Fathali M. Moghaddam puts forward a picture of 'actualised democracy' aimed at the equal participation of every person in all public decision-making. For it to succeed, today’s citizens need upskilling into 'democratic citizens'
Actualised democracy represents an ideal. It describes a society in which people enjoy '…full, informed, equal participation in wide aspects of political, economic, and cultural decision-making independent of financial investment and resources'.
Of course, actualised democracy does not exist – yet. And this is because we have not yet achieved the psychological portrait of the democratic citizen in a demographically broad or especially multiracial sense.
The primary goal of my research has been to stimulate debate about what the characteristics of an actualised democracy could be. It also aims to understand the nature of the democratic citizens it requires to both be manifested and upheld.
We have a very long way to go, however. All societies began as dictatorships and the path to actualised democracy is therefore uncertain and slow. Think of a continuum with absolute dictatorship at one end and actualised democracy at the other. All societies lie somewhere between these two extremes:
The foundation of actualised democracy is the democratic citizen. In this regard, supporters of democracy face two central challenges. First, they must identify the psychological characteristics of democratic citizens. Second, they must develop education systems for training democratic citizens.
In modern times, John Dewey (1859–1952) and others have broadly discussed the challenges of educating for democracy. More recently, critics have pointed to the failure of the US education system to develop independent thinkers capable of fully participating in a democracy. For example, in Excellent Sheep, William Deresiewicz argues that even the American elite suffer ‘miseducation’.
In an ideal society, citizens would enjoy equal participation in all aspects of public decision-making, independent of financial resources
I took on the more specific challenge of identifying the psychological characteristics we need to nurture in individuals, as part of their personalities, in order to produce democratic citizens. Again, my goal is to put forward what I see to be an ideal, to stimulate and channel debate.

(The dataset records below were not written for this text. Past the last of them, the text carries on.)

//! Table rendering of rows and documents using tabled
//!
//! SQL rows keep their column order. Document columns are the union of the
//! documents' keys in first-seen order; non-object items go in a single
//! `value` column.

use serde_json::Value as JsonValue;
use tabled::{
    builder::Builder,
    settings::{Alignment, Color, Modify, Style, object::Columns, object::Rows, width::Width},
};

/// Maximum width for a single column (characters)
const DEFAULT_MAX_COLUMN_WIDTH: usize = 40;

/// Table formatter for tabular results
pub struct TableFormatter {
    /// Maximum column width
    max_column_width: usize,

    /// Enable colored output
    use_colors: bool,
}

impl TableFormatter {
    /// Create a new table formatter
    ///
    /// # Arguments
    /// * `use_colors` - Color the header row
    pub fn new(use_colors: bool) -> Self {
        Self {
            max_column_width: DEFAULT_MAX_COLUMN_WIDTH,
            use_colors,
        }
    }

    /// Render SQL rows under their column names
    pub fn format_rows(&self, columns: &[String], rows: &[Vec<JsonValue>]) -> String {
        if rows.is_empty() {
            return "(empty result set)".to_string();
        }

        let mut builder = Builder::default();
        builder.push_record(columns.iter().cloned());
        for row in rows {
            builder.push_record(row.iter().map(cell_text));
        }
        self.render(builder, columns.len())
    }

    /// Render documents, one row each
    pub fn format_documents(&self, items: &[JsonValue]) -> String {
        if items.is_empty() {
            return "(empty result set)".to_string();
        }

        let fields = extract_field_names(items);
        let mut builder = Builder::default();
        builder.push_record(fields.iter().cloned());
        for item in items {
            let row: Vec<String> = match item {
                JsonValue::Object(map) => fields
                    .iter()
                    .map(|field| map.get(field).map(cell_text).unwrap_or_default())
                    .collect(),
                other => fields
                    .iter()
                    .map(|field| if field == "value" { cell_text(other) } else { String::new() })
                    .collect(),
            };
            builder.push_record(row);
        }
        self.render(builder, fields.len())
    }

    fn render(&self, builder: Builder, width: usize) -> String {
        let mut table = builder.build();
        table.with(Style::modern());

        for i in 0..width {
            table.with(Modify::new(Columns::new(i..=i)).with(Width::wrap(self.max_column_width)));
        }
        table.with(Modify::new(Rows::first()).with(Alignment::center()));

        if self.use_colors {
            table.modify(Rows::first(), Color::FG_CYAN | Color::BOLD);
        }

        table.to_string()
    }
}

/// Union of object keys in first-seen order, `value` for scalars
fn extract_field_names(items: &[JsonValue]) -> Vec<String> {
    let mut fields: Vec<String> = Vec::new();
    let mut has_scalars = false;

    for item in items {
        match item {
            JsonValue::Object(map) => {
                for key in map.keys() {
                    if !fields.contains(key) {
                        fields.push(key.clone());
                    }
                }
            }
            _ => has_scalars = true,
        }
    }

    if has_scalars && !fields.iter().any(|f| f == "value") {
        fields.push("value".to_string());
    }
    fields
}

/// Cell text: strings unquoted, null empty, everything else as JSON
fn cell_text(value: &JsonValue) -> String {
    match value {
        JsonValue::String(s) => s.clone(),
        JsonValue::Null => String::new(),
        other => other.to_string(),
    }
}

#[cfg(test)]
mod tests {
    use super::*;
    use serde_json::json;

    #[test]
    fn test_field_names_first_seen_order() {
        let items = vec![json!({"b": 1, "a": 2}), json!({"c": 3, "a": 4})];
        assert_eq!(extract_field_names(&items), vec!["b", "a", "c"]);
    }

    #[test]
    fn test_scalars_use_value_column() {
        let items = vec![json!("players"), json!("matches")];
        assert_eq!(extract_field_names(&items), vec!["value"]);
        let output = TableFormatter::new(false).format_documents(&items);
        assert!(output.contains("players"));
        assert!(output.contains("matches"));
    }

    #[test]
    fn test_rows_table() {
        let output = TableFormatter::new(false).format_rows(
            &["name".to_string(), "goals".to_string()],
            &[vec![json!("Pelé"), json!(12)], vec![json!("Zico"), JsonValue::Null]],
        );
        assert!(output.contains("name"));
        assert!(output.contains("Pelé"));
        assert!(output.contains("12"));
    }

    #[test]
    fn test_empty() {
        let formatter = TableFormatter::new(false);
        assert_eq!(formatter.format_rows(&[], &[]), "(empty result set)");
        assert_eq!(formatter.format_documents(&[]), "(empty result set)");
    }

    #[test]
    fn test_cell_text() {
        assert_eq!(cell_text(&json!("x")), "x");
        assert_eq!(cell_text(&JsonValue::Null), "");
        assert_eq!(cell_text(&json!({"a": 1})), r#"{"a":1}"#);
    }
}
//! Connection management for MySQL and MongoDB
//!
//! Two policies are supported, chosen by `ConnectionConfig::pooled`:
//! - per call (default): every call opens its own connection and closes it
//!   before returning
//! - pooled: a bounded pool per MySQL schema and one shared MongoDB client
//!   are created lazily and reused across calls
//!
//! Either way the dispatchers see the same handle types and call `release`
//! when done.

use std::collections::HashMap;
use std::ops::{Deref, DerefMut};
use std::time::Duration;

use mongodb::{Client, options::ClientOptions};
use sqlx::mysql::{MySqlConnectOptions, MySqlConnection, MySqlPool, MySqlPoolOptions};
use sqlx::pool::PoolConnection;
use sqlx::{Connection, MySql};
use tokio::sync::Mutex;
use tracing::debug;

use crate::config::ConnectionConfig;
use crate::error::{ConnectionError, Result};

/// Factory for backend connections
pub struct ConnectionManager {
    /// Connection configuration
    config: ConnectionConfig,

    /// Lazily created pools, keyed by schema
    mysql_pools: Mutex<HashMap<String, MySqlPool>>,

    /// Shared client when pooled
    mongo_client: Mutex<Option<Client>>,
}

/// A MySQL connection for one call
pub enum MySqlHandle {
    /// Opened for this call, closed on release
    Dedicated(MySqlConnection),

    /// Borrowed from a pool, returned on release
    Pooled(PoolConnection<MySql>),
}

/// A MongoDB client for one call
pub struct MongoHandle {
    client: Client,
    dedicated: bool,
}

impl ConnectionManager {
    /// Create a new connection manager
    ///
    /// # Arguments
    /// * `config` - Connection configuration
    ///
    /// # Returns
    /// * `Self` - New connection manager instance
    pub fn new(config: ConnectionConfig) -> Self {
        Self {
            config,
            mysql_pools: Mutex::new(HashMap::new()),
            mongo_client: Mutex::new(None),
        }
    }

    /// Whether connections are shared across calls
    pub fn is_pooled(&self) -> bool {
        self.config.pooled
    }

    fn timeout(&self) -> Duration {
        Duration::from_secs(self.config.timeout)
    }

    /// Connect options for one MySQL schema
    pub fn mysql_options(&self, schema: &str) -> MySqlConnectOptions {
        MySqlConnectOptions::new()
            .host(&self.config.mysql_host)
            .port(self.config.mysql_port)
            .username(&self.config.mysql_user)
            .password(&self.config.mysql_password)
            .database(schema)
    }

    /// Get a MySQL connection bound to `schema`
    ///
    /// # Returns
    /// * `Result<MySqlHandle>` - Connection handle or error
    pub async fn mysql(&self, schema: &str) -> Result<MySqlHandle> {
        if !self.config.pooled {
            debug!("Opening MySQL connection to schema '{}'", schema);
            let options = self.mysql_options(schema);
            let connect = MySqlConnection::connect_with(&options);
            let conn = tokio::time::timeout(self.timeout(), connect)
                .await
                .map_err(|_| timed_out("MySQL", self.config.timeout))??;
            return Ok(MySqlHandle::Dedicated(conn));
        }

        let pool = {
            let mut pools = self.mysql_pools.lock().await;
            pools
                .entry(schema.to_string())
                .or_insert_with(|| {
                    debug!("Creating MySQL pool for schema '{}'", schema);
                    MySqlPoolOptions::new()
                        .max_connections(self.config.max_pool_size)
                        .acquire_timeout(self.timeout())
                        .connect_lazy_with(self.mysql_options(schema))
                })
                .clone()
        };

        Ok(MySqlHandle::Pooled(pool.acquire().await?))
    }

    /// Build MongoDB client options from the configured URI
    ///
    /// # Returns
    /// * `Result<ClientOptions>` - Parsed client options or error
    pub async fn mongo_options(&self) -> Result<ClientOptions> {
        let mut options = ClientOptions::parse(&self.config.mongo_uri)
            .await
            .map_err(|e| ConnectionError::InvalidUri(e.to_string()))?;

        options.connect_timeout = Some(self.timeout());
        options.server_selection_timeout = Some(self.timeout());
        if self.config.pooled {
            options.max_pool_size = Some(self.config.max_pool_size);
        } else {
            options.max_pool_size = Some(1);
        }
        options.app_name = Some("nlquery".to_string());

        Ok(options)
    }

    /// Get a MongoDB client
    ///
    /// # Returns
    /// * `Result<MongoHandle>` - Client handle or error
    pub async fn mongo(&self) -> Result<MongoHandle> {
        if !self.config.pooled {
            debug!("Opening MongoDB client");
            let client = Client::with_options(self.mongo_options().await?)?;
            return Ok(MongoHandle {
                client,
                dedicated: true,
            });
        }

        let mut shared = self.mongo_client.lock().await;
        let client = match shared.as_ref() {
            Some(client) => client.clone(),
            None => {
                debug!("Creating shared MongoDB client");
                let client = Client::with_options(self.mongo_options().await?)?;
                *shared = Some(client.clone());
                client
            }
        };

        Ok(MongoHandle {
            client,
            dedicated: false,
        })
    }

    /// Close every pooled connection
    pub async fn shutdown(&self) {
        let pools: Vec<MySqlPool> = self
            .mysql_pools
            .lock()
            .await
            .drain()
            .map(|(_, pool)| pool)
            .collect();
        for pool in pools {
            pool.close().await;
        }
        if let Some(client) = self.mongo_client.lock().await.take() {
            client.shutdown().await;
        }
    }
}

fn timed_out(backend: &str, seconds: u64) -> ConnectionError {
    ConnectionError::ConnectionFailed(format!("{backend} connection timed out after {seconds}s"))
}

impl MySqlHandle {
    /// Close a dedicated connection or return a pooled one
    pub async fn release(self) {
        match self {
            MySqlHandle::Dedicated(conn) => {
                if let Err(e) = conn.close().await {
                    debug!("Error closing MySQL connection: {}", e);
                }
            }
            MySqlHandle::Pooled(conn) => drop(conn),
        }
    }
}

impl Deref for MySqlHandle {
    type Target = MySqlConnection;

    fn deref(&self) -> &Self::Target {
        match self {
            MySqlHandle::Dedicated(conn) => conn,
            MySqlHandle::Pooled(conn) => &**conn,
        }
    }
}

impl DerefMut for MySqlHandle {
    fn deref_mut(&mut self) -> &mut Self::Target {
        match self {
            MySqlHandle::Dedicated(conn) => conn,
            MySqlHandle::Pooled(conn) => &mut **conn,
        }
    }
}

impl MongoHandle {
    /// The client for this call
    pub fn client(&self) -> &Client {
        &self.client
    }

    /// Shut down a dedicated client; shared clients stay open
    pub async fn release(self) {
        if self.dedicated {
            self.client.shutdown().await;
        }
    }
}
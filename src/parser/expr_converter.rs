//! Literal expression to BSON converter
//!
//! Converts parsed shell literals into BSON values, and renders BSON values
//! back into shell syntax. Rendering then re-parsing a value yields the same
//! value: integers stay `Int64` and floats always carry a `.` or exponent.

use std::fmt::{self, Write};

use mongodb::bson::{Bson, Document};

use super::mongo_ast::{ArrayExpr, Expr, ObjectExpr};

/// Converter for shell literals to BSON
pub struct ExpressionConverter;

impl ExpressionConverter {
    /// Convert a literal expression to a BSON value
    pub fn expr_to_bson(expr: &Expr) -> Bson {
        match expr {
            Expr::Object(obj) => Bson::Document(Self::object_to_bson(obj)),
            Expr::Array(arr) => Bson::Array(Self::array_to_bson(arr)),
            Expr::String(s) => Bson::String(s.clone()),
            Expr::Integer(n) => Bson::Int64(*n),
            Expr::Float(f) => Bson::Double(*f),
            Expr::Boolean(b) => Bson::Boolean(*b),
            Expr::Null => Bson::Null,
        }
    }

    /// Convert an object literal to a document; a repeated key keeps its
    /// first position and its last value
    pub fn object_to_bson(obj: &ObjectExpr) -> Document {
        let mut doc = Document::new();
        for prop in &obj.properties {
            doc.insert(prop.key.as_str(), Self::expr_to_bson(&prop.value));
        }
        doc
    }

    /// Convert an array literal to a BSON array
    pub fn array_to_bson(arr: &ArrayExpr) -> Vec<Bson> {
        arr.elements.iter().map(Self::expr_to_bson).collect()
    }
}

/// Write a BSON value in shell syntax
///
/// Only the literal subset the parser accepts is rendered faithfully; other
/// BSON types fall back to their extended JSON text.
pub fn write_value(out: &mut impl Write, value: &Bson) -> fmt::Result {
    match value {
        Bson::Document(doc) => write_document(out, doc),
        Bson::Array(items) => {
            out.write_char('[')?;
            for (i, item) in items.iter().enumerate() {
                if i > 0 {
                    out.write_str(", ")?;
                }
                write_value(out, item)?;
            }
            out.write_char(']')
        }
        Bson::String(s) => write_string(out, s),
        Bson::Int32(n) => write!(out, "{n}"),
        Bson::Int64(n) => write!(out, "{n}"),
        Bson::Double(f) if f.is_finite() => write!(out, "{f:?}"),
        Bson::Boolean(b) => write!(out, "{b}"),
        Bson::Null | Bson::Undefined => out.write_str("null"),
        other => write!(out, "{other}"),
    }
}

/// Write a document in shell syntax with quoted keys
pub fn write_document(out: &mut impl Write, doc: &Document) -> fmt::Result {
    if doc.is_empty() {
        return out.write_str("{}");
    }
    out.write_char('{')?;
    for (i, (key, value)) in doc.iter().enumerate() {
        out.write_str(if i > 0 { ", " } else { " " })?;
        write_string(out, key)?;
        out.write_str(": ")?;
        write_value(out, value)?;
    }
    out.write_str(" }")
}

fn write_string(out: &mut impl Write, s: &str) -> fmt::Result {
    // JSON escaping is a subset of what the lexer decodes
    match serde_json::to_string(s) {
        Ok(quoted) => out.write_str(&quoted),
        Err(_) => Err(fmt::Error),
    }
}

/// Render a BSON value to a shell-syntax string
pub fn render_value(value: &Bson) -> String {
    let mut out = String::new();
    // Writing into a String cannot fail
    let _ = write_value(&mut out, value);
    out
}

I identified the above ten psychological characteristics as essential for democratic citizenship. The first of these is perhaps the most challenging. It is the ability to begin any interaction – formal discussion, informal dialogue, or casual get-together – with the acknowledgement that 'I could be wrong'.
The most challenging characteristic essential to democratic citizenship is the ability to begin any interaction with the acknowledgment that 'I could be wrong'
Of course, this seemingly simple starting point is actually really challenging. Those already strongly committed to a particular worldview will, naturally, struggle to accept that they could be wrong. This view of the world could be linked to a political ideology or a religion or some other worldview. Individuals with strong authoritarian, dogmatic, and related psychological traits will also refuse to accept such a starting point for themselves.
The next characteristic is 'I must critically question everything, including the sacred beliefs of my society'. The third is 'I must revise my opinion as evidence requires'. These two emphasise the open-minded and evidence-based outlook of the democratic citizen. The requirement that the democratic citizen also question even the sacred beliefs of her society calls for the ability and strength to resist societal and authoritative pressures to conform and to obey.
The next three characteristics have to do with seeking information from diverse sources. They are: 'I must seek to understand those who are different from me', 'I can learn from those who are different from me', and 'I must seek information and opinions from as many sources as possible'. These characteristics move the democratic citizen to become more open to and informed about diversity in worldviews. It is an antidote to bigotry.
This tendency is strengthened by developing one's openness to new experiences, and to sharing experiences with dissimilar others. Characteristics seven and eight, therefore, are: 'I should be actively open to new experiences' and 'I should be open to creating new experiences for others'.
But these first eight characteristics could lead individuals into the quagmire of relativism. Here, all opinions and experiences are of equal value. At the absurd level, this could lead to views such as: 'Ferdowsi and Shakespeare have no more literary value than a telephone book'.
A universalist perspective, which accepts there are principles of right and wrong, leads to the rejection of dictatorship, and support for democracy, for all humans
In order to avoid such relativism, the final two characteristics of the democratic citizen are universalist. This perspective accepts the statements: 'there are principles of right and wrong', and 'not all experiences are of equal value'. It is this universalist perspective that, for example, leads to support for the United National Declaration of Human Rights, the rejection of dictatorship, and the support for democracy – for all humans.
Actualised democracy is an ideal in the tradition of Plato’s Republic and Thomas More’s Utopia. As Plato and More do in their respective works, I too have put forward an ideal of the characteristics that the democratic citizen should embody.
And I do this to argue that a society composed of such edified or morally oriented individuals holds the prospect of peacefully establishing laws and the nature of their application.
Equally so, I aver that such a society of democratic citizens is what is minimally required for an actualised democracy – or a political system in which everyone can participate equally on any public issue, institution or matter – to succeed.